• **What you will do**: Each of the lines below must be restated exactly.
###
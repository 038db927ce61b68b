//! Distance → confidence percentage → tier.

use crate::config::EngineConfig;
use crate::matcher::Candidate;
use crate::types::{MatchResult, Tier};

/// Map a distance to `(confidence, tier)`.
///
/// `confidence = clamp(1 - distance, 0, 1) * 100`; tiers rise with confidence.
pub fn classify(distance: f32, config: &EngineConfig) -> (f32, Tier) {
    let similarity = if distance.is_nan() {
        0.0
    } else {
        (1.0 - distance).clamp(0.0, 1.0)
    };
    let confidence = similarity * 100.0;

    let tier = if confidence >= config.high_threshold {
        Tier::High
    } else if confidence >= config.low_threshold {
        Tier::Low
    } else {
        Tier::Unknown
    };

    (confidence, tier)
}

/// Build the [`MatchResult`] for a matcher candidate.
///
/// No candidate is always `{None, 0, Unknown}`, even with `low_threshold = 0`.
/// Unknown results drop the candidate's student ID.
pub fn classify_candidate(candidate: &Candidate, config: &EngineConfig) -> MatchResult {
    let Some(student_id) = &candidate.student_id else {
        return MatchResult::unknown();
    };

    let (confidence, tier) = classify(candidate.distance, config);
    MatchResult {
        student_id: (tier != Tier::Unknown).then(|| student_id.clone()),
        confidence,
        tier,
    }
}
###
• **Answer to this exercise**:
repository 038db927ce61b68b
//! Distance → confidence percentage → tier.

use crate::config::EngineConfig;
use crate::matcher::Candidate;
use crate::types::{MatchResult, Tier};

/// Map a distance to `(confidence, tier)`.
///
/// `confidence = clamp(1 - distance, 0, 1) * 100`; tiers rise with confidence.
pub fn classify(distance: f32, config: &EngineConfig) -> (f32, Tier) {
    let similarity = if distance.is_nan() {
        0.0
    } else {
        (1.0 - distance).clamp(0.0, 1.0)
    };
    let confidence = similarity * 100.0;

    let tier = if confidence >= config.high_threshold {
        Tier::High
    } else if confidence >= config.low_threshold {
        Tier::Low
    } else {
        Tier::Unknown
    };

    (confidence, tier)
}

/// Build the [`MatchResult`] for a matcher candidate.
///
/// No candidate is always `{None, 0, Unknown}`, even with `low_threshold = 0`.
/// Unknown results drop the candidate's student ID.
pub fn classify_candidate(candidate: &Candidate, config: &EngineConfig) -> MatchResult {
    let Some(student_id) = &candidate.student_id else {
        return MatchResult::unknown();
    };

    let (confidence, tier) = classify(candidate.distance, config);
    MatchResult {
        student_id: (tier != Tier::Unknown).then(|| student_id.clone()),
        confidence,
        tier,
    }
}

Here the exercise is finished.